Sunday, June 17, 2012

Food trail: Munnar

There is nothing more appetizing than the fresh mountain breeze spiced with the smell of cardamom and cinnamon. Just driving through the winding roads past tea plantations and spice gardens of Munnar and Thekkady is a foodies delight.I bring to you the flavours of kerala, the authentic and the quirky, the adventurous to the everyday foodie delights.
We drove around in search for the appam and chicken curry, because every foodie traveller worth his black peppers knows that no journey to Kerala is ever complete without a taste of appam.
 In our quest for appams though we encountered the very enterprising road side maggi vendor who made a mean sambar verion of maggi complete with curry leaves, carrots and beans.It was a wonder there weren't drumsticks in it.Maggi truly is our national dish.
Roadside Maggi
Our journey had just begun, as we were to experience more of this culinary ride. Next stop was quail eggs. None of us had actually tasted quail eggs before and the lure of the unknown was too much to bear so we gave into the temptation. the eggs looked exotic.Tiny eggs resembling marbles in size, they even had splattered patterns on them like marbles. We asked the road side stall owner to whip up some eggs for us and what we got were four tiny sunny side ups on a paper plate! They didn't taste as exotic as they had in their shells, but as they say dont judge an egg by it's shell.Quail eggs by the way are a delicacy in some countries according to wikipedia, and it ranks on another food blog's top 7 street foods around the world.
quail eggs, tiny marble sized

four fried eggs on a plate!
parboiled rice
All the appetizers (maggi and eggs) by then had got us even more hungry and we went in search for a lunch place.
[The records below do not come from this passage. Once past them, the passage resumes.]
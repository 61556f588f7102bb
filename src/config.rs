//! Metric configuration
//!
//! Serializable descriptions of a metric and its injected parts. A config is
//! the only way to pick a metric by name at runtime; every field defaults to
//! the metric's own defaults so `{"metric": "levenshtein"}` is a complete
//! config.

use serde::{Deserialize, Serialize};
use tracing::debug;

use crate::costs::{
    AffineGap, AffineGapCost, SubCostRange0To1, SubCostRange1ToMinus2, SubCostRange5ToMinus3,
    SubstitutionCost,
};
use crate::error::{SimError, SimResult};
use crate::metrics::{
    needleman_wunsch, smith_waterman, BlockDistance, ChapmanLengthDeviation, ChapmanMeanLength,
    CosineSimilarity, DiceSimilarity, EuclideanDistance, JaccardSimilarity, Jaro, JaroWinkler,
    Levenshtein, MatchingCoefficient, MongeElkan, NeedlemanWunsch, OverlapCoefficient,
    QGramsDistance, SmithWaterman, SmithWatermanGotoh, SmithWatermanGotohWindowedAffine,
    StringMetric,
};
use crate::tokenizers::{QGram, StopTermFilter, Tokenizer, Whitespace};

/// Tokenizer selection
#[derive(Debug, Clone, PartialEq, Eq, Serialize, Deserialize)]
#[serde(tag = "kind", rename_all = "snake_case")]
pub enum TokenizerConfig {
    Whitespace {
        #[serde(default)]
        stop_terms: Vec<String>,
    },
    QGram {
        length: usize,
        #[serde(default)]
        extended: bool,
        #[serde(default)]
        skip: usize,
        #[serde(default)]
        stop_terms: Vec<String>,
    },
}

impl Default for TokenizerConfig {
    fn default() -> Self {
        TokenizerConfig::Whitespace {
            stop_terms: Vec::new(),
        }
    }
}

impl TokenizerConfig {
    /// Padded trigrams, the default of the q-grams distance
    pub fn qgram3_extended() -> Self {
        TokenizerConfig::QGram {
            length: 3,
            extended: true,
            skip: 0,
            stop_terms: Vec::new(),
        }
    }

    pub fn build(&self) -> SimResult<Box<dyn Tokenizer>> {
        match self {
            TokenizerConfig::Whitespace { stop_terms } => {
                if stop_terms.is_empty() {
                    Ok(Box::new(Whitespace::new()))
                } else {
                    let filter = StopTermFilter::new(stop_terms.iter().cloned());
                    Ok(Box::new(Whitespace::with_filter(Box::new(filter))))
                }
            }
            TokenizerConfig::QGram {
                length,
                extended,
                skip,
                stop_terms,
            } => {
                if *length == 0 {
                    return Err(SimError::InvalidConfig(
                        "q-gram length must be at least 1".to_string(),
                    ));
                }
                let mut tokenizer = QGram::new(*length, *extended).with_skip(*skip);
                if !stop_terms.is_empty() {
                    let filter = StopTermFilter::new(stop_terms.iter().cloned());
                    tokenizer = tokenizer.with_filter(Box::new(filter));
                }
                Ok(Box::new(tokenizer))
            }
        }
    }
}

/// Substitution table selection
#[derive(Debug, Clone, Copy, PartialEq, Eq, Default, Serialize, Deserialize)]
pub enum SubstitutionConfig {
    #[default]
    #[serde(rename = "range_0_to_1")]
    Range0To1,
    #[serde(rename = "range_1_to_minus_2")]
    Range1ToMinus2,
    #[serde(rename = "range_5_to_minus_3")]
    Range5ToMinus3,
}

impl SubstitutionConfig {
    pub fn build(&self) -> Box<dyn SubstitutionCost> {
        match self {
            SubstitutionConfig::Range0To1 => Box::new(SubCostRange0To1),
            SubstitutionConfig::Range1ToMinus2 => Box::new(SubCostRange1ToMinus2),
            SubstitutionConfig::Range5ToMinus3 => Box::new(SubCostRange5ToMinus3),
        }
    }
}

/// Affine gap parameters
#[derive(Debug, Clone, Copy, PartialEq, Serialize, Deserialize)]
pub struct GapConfig {
    pub open: f64,
    pub extend: f64,
}

impl Default for GapConfig {
    fn default() -> Self {
        let gap = AffineGap::default();
        Self {
            open: gap.open(),
            extend: gap.extend(),
        }
    }
}

impl GapConfig {
    pub fn build(&self) -> SimResult<Box<dyn AffineGapCost>> {
        validate_cost("gap open", self.open)?;
        validate_cost("gap extend", self.extend)?;
        Ok(Box::new(AffineGap::new(self.open, self.extend)))
    }
}

fn validate_cost(name: &str, value: f64) -> SimResult<()> {
    if value.is_finite() && value >= 0.0 {
        Ok(())
    } else {
        Err(SimError::InvalidConfig(format!(
            "{} must be a non-negative number, got {}",
            name, value
        )))
    }
}

fn default_qgram_tokenizer() -> TokenizerConfig {
    TokenizerConfig::qgram3_extended()
}

fn default_nw_gap_cost() -> f64 {
    needleman_wunsch::DEFAULT_GAP_COST
}

fn default_sw_gap_cost() -> f64 {
    smith_waterman::DEFAULT_GAP_COST
}

fn default_sw_substitution() -> SubstitutionConfig {
    SubstitutionConfig::Range1ToMinus2
}

fn default_phonetic_substitution() -> SubstitutionConfig {
    SubstitutionConfig::Range5ToMinus3
}

fn default_window_size() -> usize {
    smith_waterman::DEFAULT_WINDOW_SIZE
}

fn default_inner_metric() -> Box<MetricConfig> {
    Box::new(MetricConfig::SmithWatermanGotoh {
        substitution: default_phonetic_substitution(),
        gap: GapConfig::default(),
    })
}

/// A metric and its configuration
#[derive(Debug, Clone, PartialEq, Serialize, Deserialize)]
#[serde(tag = "metric", rename_all = "snake_case")]
pub enum MetricConfig {
    BlockDistance {
        #[serde(default)]
        tokenizer: TokenizerConfig,
    },
    ChapmanMeanLength,
    ChapmanLengthDeviation,
    CosineSimilarity {
        #[serde(default)]
        tokenizer: TokenizerConfig,
    },
    DiceSimilarity {
        #[serde(default)]
        tokenizer: TokenizerConfig,
    },
    JaccardSimilarity {
        #[serde(default)]
        tokenizer: TokenizerConfig,
    },
    OverlapCoefficient {
        #[serde(default)]
        tokenizer: TokenizerConfig,
    },
    MatchingCoefficient {
        #[serde(default)]
        tokenizer: TokenizerConfig,
    },
    EuclideanDistance {
        #[serde(default)]
        tokenizer: TokenizerConfig,
    },
    QGramsDistance {
        #[serde(default = "default_qgram_tokenizer")]
        tokenizer: TokenizerConfig,
    },
    Jaro,
    JaroWinkler,
    Levenshtein {
        #[serde(default)]
        substitution: SubstitutionConfig,
    },
    NeedlemanWunsch {
        #[serde(default)]
        substitution: SubstitutionConfig,
        #[serde(default = "default_nw_gap_cost")]
        gap_cost: f64,
    },
    SmithWaterman {
        #[serde(default = "default_sw_substitution")]
        substitution: SubstitutionConfig,
        #[serde(default = "default_sw_gap_cost")]
        gap_cost: f64,
    },
    SmithWatermanGotoh {
        #[serde(default = "default_phonetic_substitution")]
        substitution: SubstitutionConfig,
        #[serde(default)]
        gap: GapConfig,
    },
    SmithWatermanGotohWindowedAffine {
        #[serde(default = "default_phonetic_substitution")]
        substitution: SubstitutionConfig,
        #[serde(default)]
        gap: GapConfig,
        #[serde(default = "default_window_size")]
        window_size: usize,
    },
    MongeElkan {
        #[serde(default)]
        tokenizer: TokenizerConfig,
        #[serde(default = "default_inner_metric")]
        inner: Box<MetricConfig>,
    },
}

impl Default for MetricConfig {
    fn default() -> Self {
        MetricConfig::Levenshtein {
            substitution: SubstitutionConfig::default(),
        }
    }
}

impl MetricConfig {
    /// Every metric name accepted by [`MetricConfig::by_name`]
    pub const NAMES: [&'static str; 18] = [
        "block_distance",
        "chapman_mean_length",
        "chapman_length_deviation",
        "cosine_similarity",
        "dice_similarity",
        "jaccard_similarity",
        "overlap_coefficient",
        "matching_coefficient",
        "euclidean_distance",
        "q_grams_distance",
        "jaro",
        "jaro_winkler",
        "levenshtein",
        "needleman_wunsch",
        "smith_waterman",
        "smith_waterman_gotoh",
        "smith_waterman_gotoh_windowed_affine",
        "monge_elkan",
    ];

    pub fn names() -> &'static [&'static str] {
        &Self::NAMES
    }

    /// Default configuration of the named metric
    pub fn by_name(name: &str) -> SimResult<Self> {
        serde_json::from_value(serde_json::json!({ "metric": name }))
            .map_err(|_| SimError::UnknownMetric(name.to_string()))
    }

    pub fn from_json(json: &str) -> SimResult<Self> {
        Ok(serde_json::from_str(json)?)
    }

    pub fn to_json(&self) -> SimResult<String> {
        Ok(serde_json::to_string_pretty(self)?)
    }

    /// Construct the configured metric
    pub fn build(&self) -> SimResult<Box<dyn StringMetric>> {
        let metric: Box<dyn StringMetric> = match self {
            MetricConfig::BlockDistance { tokenizer } => {
                Box::new(BlockDistance::with_tokenizer(tokenizer.build()?))
            }
            MetricConfig::ChapmanMeanLength => Box::new(ChapmanMeanLength::new()),
            MetricConfig::ChapmanLengthDeviation => Box::new(ChapmanLengthDeviation::new()),
            MetricConfig::CosineSimilarity { tokenizer } => {
                Box::new(CosineSimilarity::with_tokenizer(tokenizer.build()?))
            }
            MetricConfig::DiceSimilarity { tokenizer } => {
                Box::new(DiceSimilarity::with_tokenizer(tokenizer.build()?))
            }
            MetricConfig::JaccardSimilarity { tokenizer } => {
                Box::new(JaccardSimilarity::with_tokenizer(tokenizer.build()?))
            }
            MetricConfig::OverlapCoefficient { tokenizer } => {
                Box::new(OverlapCoefficient::with_tokenizer(tokenizer.build()?))
            }
            MetricConfig::MatchingCoefficient { tokenizer } => {
                Box::new(MatchingCoefficient::with_tokenizer(tokenizer.build()?))
            }
            MetricConfig::EuclideanDistance { tokenizer } => {
                Box::new(EuclideanDistance::with_tokenizer(tokenizer.build()?))
            }
            MetricConfig::QGramsDistance { tokenizer } => {
                Box::new(QGramsDistance::with_tokenizer(tokenizer.build()?))
            }
            MetricConfig::Jaro => Box::new(Jaro::new()),
            MetricConfig::JaroWinkler => Box::new(JaroWinkler::new()),
            MetricConfig::Levenshtein { substitution } => {
                Box::new(Levenshtein::with_cost(substitution.build()))
            }
            MetricConfig::NeedlemanWunsch {
                substitution,
                gap_cost,
            } => {
                validate_cost("gap_cost", *gap_cost)?;
                Box::new(NeedlemanWunsch::with_costs(substitution.build(), *gap_cost))
            }
            MetricConfig::SmithWaterman {
                substitution,
                gap_cost,
            } => {
                validate_cost("gap_cost", *gap_cost)?;
                Box::new(SmithWaterman::with_costs(substitution.build(), *gap_cost))
            }
            MetricConfig::SmithWatermanGotoh { substitution, gap } => Box::new(
                SmithWatermanGotoh::with_costs(substitution.build(), gap.build()?),
            ),
            MetricConfig::SmithWatermanGotohWindowedAffine {
                substitution,
                gap,
                window_size,
            } => Box::new(SmithWatermanGotohWindowedAffine::with_costs(
                substitution.build(),
                gap.build()?,
                *window_size,
            )),
            MetricConfig::MongeElkan { tokenizer, inner } => Box::new(
                MongeElkan::with_tokenizer_and_metric(tokenizer.build()?, inner.build()?),
            ),
        };
        debug!("🔧 Built metric: {}", metric.long_description());
        Ok(metric)
    }
}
Lunch found us. As we drove around Munnar, a tiny lunch home literally stopped us in our tracks with it's mouth watering smell of sea food. We were slaves to our olfactory system once more as we ordered plates of prawns and fish to go with our rice and sambar. Rice, we were informed were either the white rice or the par boiled rice. Never to shy away from an adventure we opted for the exotic once more.Par boiling consists of soaking, briefly pressure steaming and drying rice prior to milling. Parboiling drives beneficial nutrients from the bran into the grain.It is close to brown rice in nutritional value, but  par boiled rice is easier to digest.
chutney,pickles, and papad

prawns with coconut and curry leaves
As night fall arrived, we got restless on once more. The prawns in curry leaves,brown onions and fried pieces coconut had been delicious but we craved for appams. The soft bowl shaped pancackes of fermented rice, which soak up the curry like a sponge, add a whole new dimension to having chicken curry or checken stew. The appam though it seemed was too lowly a dish for the restaurants to serve and we turned yet again to the ever enterprising road side vendors. We found one near the bus stand amongst hired taxis travelling the length and breadth of Kerala. There amongst all the blaring car horns and diesel smell we found our long craved manna. we bought 25 of them, because you can never have enough of money, happiness and appams.
roadside appam stall

Kerala with its verdant greenery, cocnut groves and backwaters has a wealth of culinary delights. from the soft appams, to the spicy prawns, the out of the ordinary qual eggs, to the very authentic par boiled eggs, we had experienced the very best that Munnar and Thekkady the spice capitals of Kerala. Each place has its flavour, be it the red chillies of the north, the kokkam of the west, the Paach phoron of the east. Kerala was all about farm fressh spices. streets sold basket full of cinnamons, cardamoms, star anise, bay leaves, nut meg, black pepper and cloves. Spices which held the promise of lifting any dish from the ordinary to the sublime.Spices which promised to cast a spell. Go on a magical foodie trail through Kerala, and leave mesmerised.